Extract from the entries below, exactly as given, only the lines from the line containing "pub trait Terrain" to the line containing "position, if any.", both lines included.

================

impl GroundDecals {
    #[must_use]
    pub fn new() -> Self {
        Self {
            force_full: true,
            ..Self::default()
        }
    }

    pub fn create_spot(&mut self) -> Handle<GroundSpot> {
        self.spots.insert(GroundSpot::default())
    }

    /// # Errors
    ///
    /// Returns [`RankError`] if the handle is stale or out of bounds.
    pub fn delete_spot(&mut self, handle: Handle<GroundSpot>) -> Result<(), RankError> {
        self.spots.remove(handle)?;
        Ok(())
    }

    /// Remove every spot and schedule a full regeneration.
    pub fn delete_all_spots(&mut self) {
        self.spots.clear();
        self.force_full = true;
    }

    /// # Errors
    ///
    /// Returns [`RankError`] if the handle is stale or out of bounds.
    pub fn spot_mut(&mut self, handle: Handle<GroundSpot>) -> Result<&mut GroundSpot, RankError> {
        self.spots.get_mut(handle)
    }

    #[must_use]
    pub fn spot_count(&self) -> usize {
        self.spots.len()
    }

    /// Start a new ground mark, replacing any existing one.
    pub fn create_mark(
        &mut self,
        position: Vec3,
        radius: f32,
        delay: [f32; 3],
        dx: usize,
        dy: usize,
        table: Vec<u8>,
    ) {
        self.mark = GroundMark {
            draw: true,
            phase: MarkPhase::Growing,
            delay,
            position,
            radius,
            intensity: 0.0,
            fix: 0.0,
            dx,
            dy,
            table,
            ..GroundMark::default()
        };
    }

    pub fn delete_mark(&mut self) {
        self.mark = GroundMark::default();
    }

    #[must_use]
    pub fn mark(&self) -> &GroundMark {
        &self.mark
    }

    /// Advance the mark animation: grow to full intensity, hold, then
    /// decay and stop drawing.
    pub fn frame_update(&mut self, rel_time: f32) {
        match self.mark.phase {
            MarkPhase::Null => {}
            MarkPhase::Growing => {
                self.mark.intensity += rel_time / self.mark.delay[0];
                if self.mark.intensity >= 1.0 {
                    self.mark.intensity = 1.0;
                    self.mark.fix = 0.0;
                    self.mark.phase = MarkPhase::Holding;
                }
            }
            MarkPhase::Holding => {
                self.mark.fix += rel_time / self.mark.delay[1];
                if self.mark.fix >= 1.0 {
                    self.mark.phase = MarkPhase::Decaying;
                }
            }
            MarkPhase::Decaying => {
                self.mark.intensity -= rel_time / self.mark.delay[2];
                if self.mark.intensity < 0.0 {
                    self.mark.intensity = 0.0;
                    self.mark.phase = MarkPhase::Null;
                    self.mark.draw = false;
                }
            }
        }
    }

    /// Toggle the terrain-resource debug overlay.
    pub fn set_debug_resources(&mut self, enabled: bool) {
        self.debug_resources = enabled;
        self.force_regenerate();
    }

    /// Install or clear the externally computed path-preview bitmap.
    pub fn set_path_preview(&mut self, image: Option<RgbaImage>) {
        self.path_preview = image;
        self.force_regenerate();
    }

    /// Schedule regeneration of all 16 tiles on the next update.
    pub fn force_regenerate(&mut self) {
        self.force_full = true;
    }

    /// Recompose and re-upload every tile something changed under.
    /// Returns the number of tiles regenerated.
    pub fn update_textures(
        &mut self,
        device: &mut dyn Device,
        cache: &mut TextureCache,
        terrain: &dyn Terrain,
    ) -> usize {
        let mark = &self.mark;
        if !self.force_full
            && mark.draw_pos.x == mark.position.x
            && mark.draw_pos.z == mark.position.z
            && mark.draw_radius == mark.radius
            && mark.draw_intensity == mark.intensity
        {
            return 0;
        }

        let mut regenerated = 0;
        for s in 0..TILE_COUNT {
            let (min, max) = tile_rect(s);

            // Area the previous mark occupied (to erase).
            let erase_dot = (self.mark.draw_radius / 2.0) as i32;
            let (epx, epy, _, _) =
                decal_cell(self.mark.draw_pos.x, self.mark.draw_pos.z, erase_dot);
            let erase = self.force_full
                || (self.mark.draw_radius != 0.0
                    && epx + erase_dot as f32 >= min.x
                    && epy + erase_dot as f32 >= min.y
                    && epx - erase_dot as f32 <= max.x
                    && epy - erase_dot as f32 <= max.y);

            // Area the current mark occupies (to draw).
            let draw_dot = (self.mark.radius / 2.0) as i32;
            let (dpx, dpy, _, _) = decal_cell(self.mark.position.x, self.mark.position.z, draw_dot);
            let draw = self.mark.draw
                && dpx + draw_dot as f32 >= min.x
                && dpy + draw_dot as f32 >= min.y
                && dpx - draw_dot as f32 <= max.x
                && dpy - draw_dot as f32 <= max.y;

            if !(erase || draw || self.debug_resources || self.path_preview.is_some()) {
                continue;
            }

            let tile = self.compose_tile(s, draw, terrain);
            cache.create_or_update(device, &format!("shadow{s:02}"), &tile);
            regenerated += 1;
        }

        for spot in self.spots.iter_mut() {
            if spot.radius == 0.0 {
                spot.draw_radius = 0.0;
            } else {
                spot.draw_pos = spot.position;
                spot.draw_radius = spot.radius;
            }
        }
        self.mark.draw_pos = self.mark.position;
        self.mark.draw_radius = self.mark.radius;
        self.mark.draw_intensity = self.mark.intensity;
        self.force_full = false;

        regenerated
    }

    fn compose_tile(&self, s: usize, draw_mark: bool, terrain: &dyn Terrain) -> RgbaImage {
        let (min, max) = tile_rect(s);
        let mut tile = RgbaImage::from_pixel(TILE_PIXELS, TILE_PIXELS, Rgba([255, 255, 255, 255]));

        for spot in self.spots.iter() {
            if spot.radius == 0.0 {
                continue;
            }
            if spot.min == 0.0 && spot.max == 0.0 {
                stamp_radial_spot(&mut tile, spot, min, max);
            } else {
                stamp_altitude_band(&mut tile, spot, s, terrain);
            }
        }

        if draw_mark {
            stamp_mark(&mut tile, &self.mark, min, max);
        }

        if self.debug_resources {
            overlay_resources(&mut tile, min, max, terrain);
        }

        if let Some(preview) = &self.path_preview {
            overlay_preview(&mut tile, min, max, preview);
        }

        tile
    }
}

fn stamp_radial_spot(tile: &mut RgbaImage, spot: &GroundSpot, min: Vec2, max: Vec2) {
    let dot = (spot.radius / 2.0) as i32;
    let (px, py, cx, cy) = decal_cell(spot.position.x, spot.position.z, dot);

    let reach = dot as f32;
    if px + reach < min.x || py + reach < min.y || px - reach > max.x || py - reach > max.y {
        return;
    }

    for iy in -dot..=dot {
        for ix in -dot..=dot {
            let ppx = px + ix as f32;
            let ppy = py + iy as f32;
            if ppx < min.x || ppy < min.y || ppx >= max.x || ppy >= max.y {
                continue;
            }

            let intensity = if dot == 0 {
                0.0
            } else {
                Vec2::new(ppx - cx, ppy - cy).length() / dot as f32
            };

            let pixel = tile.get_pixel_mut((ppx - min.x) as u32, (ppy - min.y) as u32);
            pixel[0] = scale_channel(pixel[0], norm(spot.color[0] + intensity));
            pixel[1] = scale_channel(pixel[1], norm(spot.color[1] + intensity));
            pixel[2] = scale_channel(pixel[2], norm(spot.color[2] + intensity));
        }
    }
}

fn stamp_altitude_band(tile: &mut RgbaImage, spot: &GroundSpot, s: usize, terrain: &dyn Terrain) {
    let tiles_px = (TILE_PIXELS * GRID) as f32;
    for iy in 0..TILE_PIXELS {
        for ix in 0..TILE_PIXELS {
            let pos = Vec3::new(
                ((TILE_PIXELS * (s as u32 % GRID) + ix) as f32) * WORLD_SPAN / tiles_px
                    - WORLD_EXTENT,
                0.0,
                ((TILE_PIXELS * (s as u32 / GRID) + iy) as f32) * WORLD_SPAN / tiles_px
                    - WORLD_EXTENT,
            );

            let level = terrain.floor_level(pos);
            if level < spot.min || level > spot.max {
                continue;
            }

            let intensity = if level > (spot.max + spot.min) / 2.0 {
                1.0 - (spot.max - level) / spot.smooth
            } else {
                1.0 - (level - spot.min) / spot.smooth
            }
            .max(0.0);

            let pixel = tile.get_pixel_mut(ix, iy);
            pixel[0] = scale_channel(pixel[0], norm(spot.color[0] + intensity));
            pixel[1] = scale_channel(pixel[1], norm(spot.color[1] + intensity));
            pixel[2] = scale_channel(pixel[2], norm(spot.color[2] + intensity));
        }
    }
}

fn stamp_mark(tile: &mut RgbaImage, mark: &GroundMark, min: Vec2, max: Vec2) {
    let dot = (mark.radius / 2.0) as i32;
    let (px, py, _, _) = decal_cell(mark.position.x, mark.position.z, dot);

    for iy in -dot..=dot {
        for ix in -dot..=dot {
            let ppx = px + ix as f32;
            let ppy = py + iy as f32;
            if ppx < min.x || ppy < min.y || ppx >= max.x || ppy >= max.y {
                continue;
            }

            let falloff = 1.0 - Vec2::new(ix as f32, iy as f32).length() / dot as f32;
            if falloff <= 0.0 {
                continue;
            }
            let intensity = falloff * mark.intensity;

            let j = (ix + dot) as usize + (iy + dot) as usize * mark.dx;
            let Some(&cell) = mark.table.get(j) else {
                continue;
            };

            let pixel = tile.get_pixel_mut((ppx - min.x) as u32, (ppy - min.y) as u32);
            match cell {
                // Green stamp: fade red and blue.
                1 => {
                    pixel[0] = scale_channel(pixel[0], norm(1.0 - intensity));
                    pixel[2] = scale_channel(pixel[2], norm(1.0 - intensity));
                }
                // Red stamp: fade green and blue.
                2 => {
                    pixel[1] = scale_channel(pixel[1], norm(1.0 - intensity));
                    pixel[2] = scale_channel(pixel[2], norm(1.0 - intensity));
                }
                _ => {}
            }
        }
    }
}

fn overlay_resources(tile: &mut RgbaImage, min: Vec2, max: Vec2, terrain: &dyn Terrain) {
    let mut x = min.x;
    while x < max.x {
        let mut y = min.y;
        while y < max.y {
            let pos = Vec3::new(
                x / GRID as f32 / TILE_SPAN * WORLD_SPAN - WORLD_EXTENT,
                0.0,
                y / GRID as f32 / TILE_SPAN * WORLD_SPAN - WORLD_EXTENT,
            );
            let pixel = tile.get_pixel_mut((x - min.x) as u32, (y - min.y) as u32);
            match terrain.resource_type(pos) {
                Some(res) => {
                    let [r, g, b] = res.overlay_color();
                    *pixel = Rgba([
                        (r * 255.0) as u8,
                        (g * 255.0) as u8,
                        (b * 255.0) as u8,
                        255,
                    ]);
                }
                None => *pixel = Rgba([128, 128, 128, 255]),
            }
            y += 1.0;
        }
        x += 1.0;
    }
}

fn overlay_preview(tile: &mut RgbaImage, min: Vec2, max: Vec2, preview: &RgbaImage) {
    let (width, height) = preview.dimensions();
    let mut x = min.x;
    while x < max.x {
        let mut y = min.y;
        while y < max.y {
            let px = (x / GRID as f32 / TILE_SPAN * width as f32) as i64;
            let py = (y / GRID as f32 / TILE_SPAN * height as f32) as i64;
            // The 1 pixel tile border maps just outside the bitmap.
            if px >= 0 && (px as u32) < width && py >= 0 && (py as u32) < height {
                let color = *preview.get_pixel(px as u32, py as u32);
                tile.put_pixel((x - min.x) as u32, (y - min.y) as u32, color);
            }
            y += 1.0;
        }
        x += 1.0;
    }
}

================

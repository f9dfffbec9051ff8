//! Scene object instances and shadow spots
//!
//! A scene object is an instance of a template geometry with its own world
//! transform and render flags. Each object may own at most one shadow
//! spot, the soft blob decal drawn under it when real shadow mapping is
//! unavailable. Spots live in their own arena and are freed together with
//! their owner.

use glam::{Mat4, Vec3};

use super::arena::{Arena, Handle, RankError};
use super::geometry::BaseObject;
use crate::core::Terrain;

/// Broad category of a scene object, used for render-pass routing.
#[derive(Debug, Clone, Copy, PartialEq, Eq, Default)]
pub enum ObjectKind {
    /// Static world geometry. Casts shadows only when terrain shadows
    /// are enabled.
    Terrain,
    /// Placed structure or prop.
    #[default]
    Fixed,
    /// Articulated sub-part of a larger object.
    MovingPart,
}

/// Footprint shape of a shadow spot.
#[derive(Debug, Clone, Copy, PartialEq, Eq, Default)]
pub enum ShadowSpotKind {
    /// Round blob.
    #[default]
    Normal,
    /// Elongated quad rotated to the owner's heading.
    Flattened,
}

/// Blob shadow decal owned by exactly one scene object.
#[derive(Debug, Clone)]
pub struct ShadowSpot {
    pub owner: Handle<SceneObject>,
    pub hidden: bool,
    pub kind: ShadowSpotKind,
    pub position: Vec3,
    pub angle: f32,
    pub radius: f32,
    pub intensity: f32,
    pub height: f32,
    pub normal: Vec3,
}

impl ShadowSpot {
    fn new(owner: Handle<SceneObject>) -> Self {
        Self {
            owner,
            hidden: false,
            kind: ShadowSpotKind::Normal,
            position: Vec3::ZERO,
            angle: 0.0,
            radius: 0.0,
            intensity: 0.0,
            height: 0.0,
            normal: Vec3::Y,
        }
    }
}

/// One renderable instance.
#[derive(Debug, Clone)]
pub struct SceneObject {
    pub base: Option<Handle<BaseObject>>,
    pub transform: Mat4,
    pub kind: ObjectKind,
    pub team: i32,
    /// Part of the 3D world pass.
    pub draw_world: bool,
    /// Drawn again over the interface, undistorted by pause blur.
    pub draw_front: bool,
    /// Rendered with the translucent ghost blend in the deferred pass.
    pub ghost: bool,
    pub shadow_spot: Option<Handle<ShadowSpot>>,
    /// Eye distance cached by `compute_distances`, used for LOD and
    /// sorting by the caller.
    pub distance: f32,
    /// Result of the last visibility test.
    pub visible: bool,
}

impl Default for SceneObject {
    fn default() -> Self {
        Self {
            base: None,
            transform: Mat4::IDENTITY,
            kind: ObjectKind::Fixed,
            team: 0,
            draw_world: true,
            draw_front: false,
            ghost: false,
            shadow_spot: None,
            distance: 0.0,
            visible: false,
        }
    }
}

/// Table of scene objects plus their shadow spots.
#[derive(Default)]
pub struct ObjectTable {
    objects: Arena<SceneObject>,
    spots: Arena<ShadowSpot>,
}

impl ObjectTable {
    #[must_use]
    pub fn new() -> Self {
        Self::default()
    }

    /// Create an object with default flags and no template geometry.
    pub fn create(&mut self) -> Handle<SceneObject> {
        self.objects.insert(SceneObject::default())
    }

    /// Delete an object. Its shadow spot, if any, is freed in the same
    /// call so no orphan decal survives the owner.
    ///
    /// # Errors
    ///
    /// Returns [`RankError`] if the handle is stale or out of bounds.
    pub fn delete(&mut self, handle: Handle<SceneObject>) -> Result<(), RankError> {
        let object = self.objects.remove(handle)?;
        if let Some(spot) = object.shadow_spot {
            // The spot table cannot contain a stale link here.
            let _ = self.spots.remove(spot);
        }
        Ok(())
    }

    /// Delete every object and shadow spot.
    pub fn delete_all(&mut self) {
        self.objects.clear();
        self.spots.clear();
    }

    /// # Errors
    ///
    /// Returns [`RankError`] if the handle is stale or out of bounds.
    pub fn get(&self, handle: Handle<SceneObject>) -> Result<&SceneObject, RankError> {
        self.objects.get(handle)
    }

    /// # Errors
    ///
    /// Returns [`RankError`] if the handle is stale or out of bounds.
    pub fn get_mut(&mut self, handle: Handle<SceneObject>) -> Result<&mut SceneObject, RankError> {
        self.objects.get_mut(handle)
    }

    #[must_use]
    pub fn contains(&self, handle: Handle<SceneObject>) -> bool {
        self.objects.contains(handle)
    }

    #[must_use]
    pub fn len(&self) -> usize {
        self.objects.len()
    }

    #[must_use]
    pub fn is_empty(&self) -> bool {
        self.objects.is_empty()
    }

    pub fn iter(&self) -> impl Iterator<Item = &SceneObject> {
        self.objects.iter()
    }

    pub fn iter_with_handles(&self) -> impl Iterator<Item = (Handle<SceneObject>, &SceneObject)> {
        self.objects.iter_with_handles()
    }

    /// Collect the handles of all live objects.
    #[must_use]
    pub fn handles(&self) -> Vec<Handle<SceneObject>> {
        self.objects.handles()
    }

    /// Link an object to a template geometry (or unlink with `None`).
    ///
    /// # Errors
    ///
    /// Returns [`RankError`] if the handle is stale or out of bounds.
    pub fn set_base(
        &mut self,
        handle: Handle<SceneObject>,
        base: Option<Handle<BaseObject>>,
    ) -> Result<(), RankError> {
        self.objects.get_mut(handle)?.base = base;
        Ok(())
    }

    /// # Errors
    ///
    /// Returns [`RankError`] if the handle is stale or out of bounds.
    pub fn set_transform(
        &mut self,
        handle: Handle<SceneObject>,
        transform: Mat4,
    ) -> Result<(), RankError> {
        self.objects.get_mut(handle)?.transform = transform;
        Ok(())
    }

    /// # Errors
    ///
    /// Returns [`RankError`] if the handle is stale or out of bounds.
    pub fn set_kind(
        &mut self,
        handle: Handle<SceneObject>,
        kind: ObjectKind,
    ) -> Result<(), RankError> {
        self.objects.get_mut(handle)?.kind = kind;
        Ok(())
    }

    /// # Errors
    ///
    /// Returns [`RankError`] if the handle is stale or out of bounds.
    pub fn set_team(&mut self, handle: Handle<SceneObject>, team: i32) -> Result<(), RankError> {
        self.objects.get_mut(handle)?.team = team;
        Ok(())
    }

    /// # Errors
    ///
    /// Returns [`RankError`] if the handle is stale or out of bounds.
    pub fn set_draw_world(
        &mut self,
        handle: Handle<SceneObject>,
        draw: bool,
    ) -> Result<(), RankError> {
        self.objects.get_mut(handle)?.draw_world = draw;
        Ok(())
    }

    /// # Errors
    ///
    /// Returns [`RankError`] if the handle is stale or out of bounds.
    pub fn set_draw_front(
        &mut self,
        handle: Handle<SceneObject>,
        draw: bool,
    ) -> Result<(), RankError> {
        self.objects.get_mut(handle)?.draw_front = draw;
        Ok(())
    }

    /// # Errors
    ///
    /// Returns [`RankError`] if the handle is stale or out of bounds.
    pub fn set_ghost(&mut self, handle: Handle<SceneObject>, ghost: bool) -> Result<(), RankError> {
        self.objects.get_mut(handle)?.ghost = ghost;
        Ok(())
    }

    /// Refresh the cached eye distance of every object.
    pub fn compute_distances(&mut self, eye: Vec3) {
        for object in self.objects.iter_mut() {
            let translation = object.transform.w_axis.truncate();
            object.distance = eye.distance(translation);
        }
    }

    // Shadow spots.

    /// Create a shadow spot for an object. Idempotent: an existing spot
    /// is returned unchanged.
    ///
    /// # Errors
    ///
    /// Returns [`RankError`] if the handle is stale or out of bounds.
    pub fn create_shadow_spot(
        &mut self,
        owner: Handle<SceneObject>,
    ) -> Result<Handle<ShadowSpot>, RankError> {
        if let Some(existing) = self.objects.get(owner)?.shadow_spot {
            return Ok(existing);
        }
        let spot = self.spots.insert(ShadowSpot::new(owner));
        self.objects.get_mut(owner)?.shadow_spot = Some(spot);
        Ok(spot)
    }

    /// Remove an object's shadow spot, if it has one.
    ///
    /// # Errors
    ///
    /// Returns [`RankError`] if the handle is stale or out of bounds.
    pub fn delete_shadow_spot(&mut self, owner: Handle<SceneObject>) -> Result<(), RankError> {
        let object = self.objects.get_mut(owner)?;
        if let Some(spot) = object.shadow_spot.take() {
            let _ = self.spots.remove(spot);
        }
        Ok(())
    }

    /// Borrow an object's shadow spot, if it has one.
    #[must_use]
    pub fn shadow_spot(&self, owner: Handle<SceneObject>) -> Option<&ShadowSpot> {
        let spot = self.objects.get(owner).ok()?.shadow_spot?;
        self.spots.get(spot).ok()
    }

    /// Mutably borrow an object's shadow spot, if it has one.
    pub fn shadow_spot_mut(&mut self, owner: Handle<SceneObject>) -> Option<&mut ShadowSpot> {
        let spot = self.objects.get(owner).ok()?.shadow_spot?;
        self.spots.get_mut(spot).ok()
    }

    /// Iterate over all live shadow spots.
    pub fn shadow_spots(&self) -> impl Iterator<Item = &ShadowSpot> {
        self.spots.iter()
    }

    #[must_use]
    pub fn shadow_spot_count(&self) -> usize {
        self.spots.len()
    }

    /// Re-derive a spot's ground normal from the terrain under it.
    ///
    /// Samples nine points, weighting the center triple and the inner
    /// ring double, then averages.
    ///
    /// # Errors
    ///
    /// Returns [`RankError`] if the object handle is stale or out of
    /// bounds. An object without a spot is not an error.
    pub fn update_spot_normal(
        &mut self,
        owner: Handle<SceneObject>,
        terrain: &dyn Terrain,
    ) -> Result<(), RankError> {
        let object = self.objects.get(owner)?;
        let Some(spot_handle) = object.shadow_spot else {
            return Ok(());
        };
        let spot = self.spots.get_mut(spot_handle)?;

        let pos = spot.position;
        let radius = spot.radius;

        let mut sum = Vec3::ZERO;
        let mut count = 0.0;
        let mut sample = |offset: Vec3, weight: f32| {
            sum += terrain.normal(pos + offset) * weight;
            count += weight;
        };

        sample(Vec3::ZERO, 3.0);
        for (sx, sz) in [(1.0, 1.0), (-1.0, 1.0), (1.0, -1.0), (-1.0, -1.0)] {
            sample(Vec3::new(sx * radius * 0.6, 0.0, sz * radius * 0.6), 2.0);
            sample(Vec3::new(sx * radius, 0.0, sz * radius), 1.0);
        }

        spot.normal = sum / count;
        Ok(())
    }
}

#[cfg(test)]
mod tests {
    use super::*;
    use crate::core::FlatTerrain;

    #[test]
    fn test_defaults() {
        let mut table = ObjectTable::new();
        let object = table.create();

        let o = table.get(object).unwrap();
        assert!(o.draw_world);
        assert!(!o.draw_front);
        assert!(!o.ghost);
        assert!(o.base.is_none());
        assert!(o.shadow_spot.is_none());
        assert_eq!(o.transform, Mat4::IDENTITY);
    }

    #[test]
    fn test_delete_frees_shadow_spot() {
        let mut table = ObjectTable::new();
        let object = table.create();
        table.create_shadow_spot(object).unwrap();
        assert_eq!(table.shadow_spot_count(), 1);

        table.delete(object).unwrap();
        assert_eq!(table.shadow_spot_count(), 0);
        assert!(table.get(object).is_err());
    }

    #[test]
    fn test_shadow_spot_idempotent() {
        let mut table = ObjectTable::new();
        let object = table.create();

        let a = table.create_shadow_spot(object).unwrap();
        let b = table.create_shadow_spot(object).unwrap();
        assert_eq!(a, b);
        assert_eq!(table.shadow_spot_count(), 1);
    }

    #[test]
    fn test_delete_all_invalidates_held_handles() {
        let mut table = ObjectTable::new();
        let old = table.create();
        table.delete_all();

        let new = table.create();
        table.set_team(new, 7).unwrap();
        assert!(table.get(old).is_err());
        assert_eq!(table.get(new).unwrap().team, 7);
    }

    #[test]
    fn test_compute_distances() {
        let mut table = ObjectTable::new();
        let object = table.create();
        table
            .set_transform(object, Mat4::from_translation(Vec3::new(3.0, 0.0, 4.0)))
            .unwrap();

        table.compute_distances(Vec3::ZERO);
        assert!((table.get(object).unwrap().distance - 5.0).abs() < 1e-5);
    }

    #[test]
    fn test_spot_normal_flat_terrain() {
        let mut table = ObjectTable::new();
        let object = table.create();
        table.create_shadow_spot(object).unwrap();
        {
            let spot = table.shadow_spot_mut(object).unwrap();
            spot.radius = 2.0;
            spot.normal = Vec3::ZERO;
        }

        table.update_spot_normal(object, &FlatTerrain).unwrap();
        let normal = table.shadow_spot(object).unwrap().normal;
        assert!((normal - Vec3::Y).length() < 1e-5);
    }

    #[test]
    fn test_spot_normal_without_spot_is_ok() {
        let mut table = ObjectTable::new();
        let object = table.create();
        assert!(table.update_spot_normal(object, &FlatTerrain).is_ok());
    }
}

================

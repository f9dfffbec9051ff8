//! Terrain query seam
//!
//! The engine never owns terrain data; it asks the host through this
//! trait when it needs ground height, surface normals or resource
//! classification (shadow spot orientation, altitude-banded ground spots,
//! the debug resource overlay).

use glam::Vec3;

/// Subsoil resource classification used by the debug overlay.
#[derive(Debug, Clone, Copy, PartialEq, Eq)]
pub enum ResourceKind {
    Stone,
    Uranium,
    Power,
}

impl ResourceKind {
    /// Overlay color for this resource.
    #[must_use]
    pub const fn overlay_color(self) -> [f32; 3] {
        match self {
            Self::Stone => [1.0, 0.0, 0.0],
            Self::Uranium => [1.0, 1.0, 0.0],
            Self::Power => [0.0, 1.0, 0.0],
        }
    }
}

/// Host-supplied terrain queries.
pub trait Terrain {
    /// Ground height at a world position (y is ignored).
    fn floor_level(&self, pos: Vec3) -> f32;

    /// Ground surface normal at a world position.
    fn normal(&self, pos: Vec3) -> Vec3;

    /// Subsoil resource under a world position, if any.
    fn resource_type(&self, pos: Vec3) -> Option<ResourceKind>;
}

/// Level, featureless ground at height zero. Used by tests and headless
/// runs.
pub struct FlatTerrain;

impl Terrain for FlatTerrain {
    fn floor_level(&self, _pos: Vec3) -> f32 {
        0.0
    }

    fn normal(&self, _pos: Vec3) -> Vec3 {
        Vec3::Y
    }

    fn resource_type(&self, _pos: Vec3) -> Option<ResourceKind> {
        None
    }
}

================

Answer box:
pub trait Terrain {
    /// Ground height at a world position (y is ignored).
    fn floor_level(&self, pos: Vec3) -> f32;

    /// Ground surface normal at a world position.
    fn normal(&self, pos: Vec3) -> Vec3;

    /// Subsoil resource under a world position, if any.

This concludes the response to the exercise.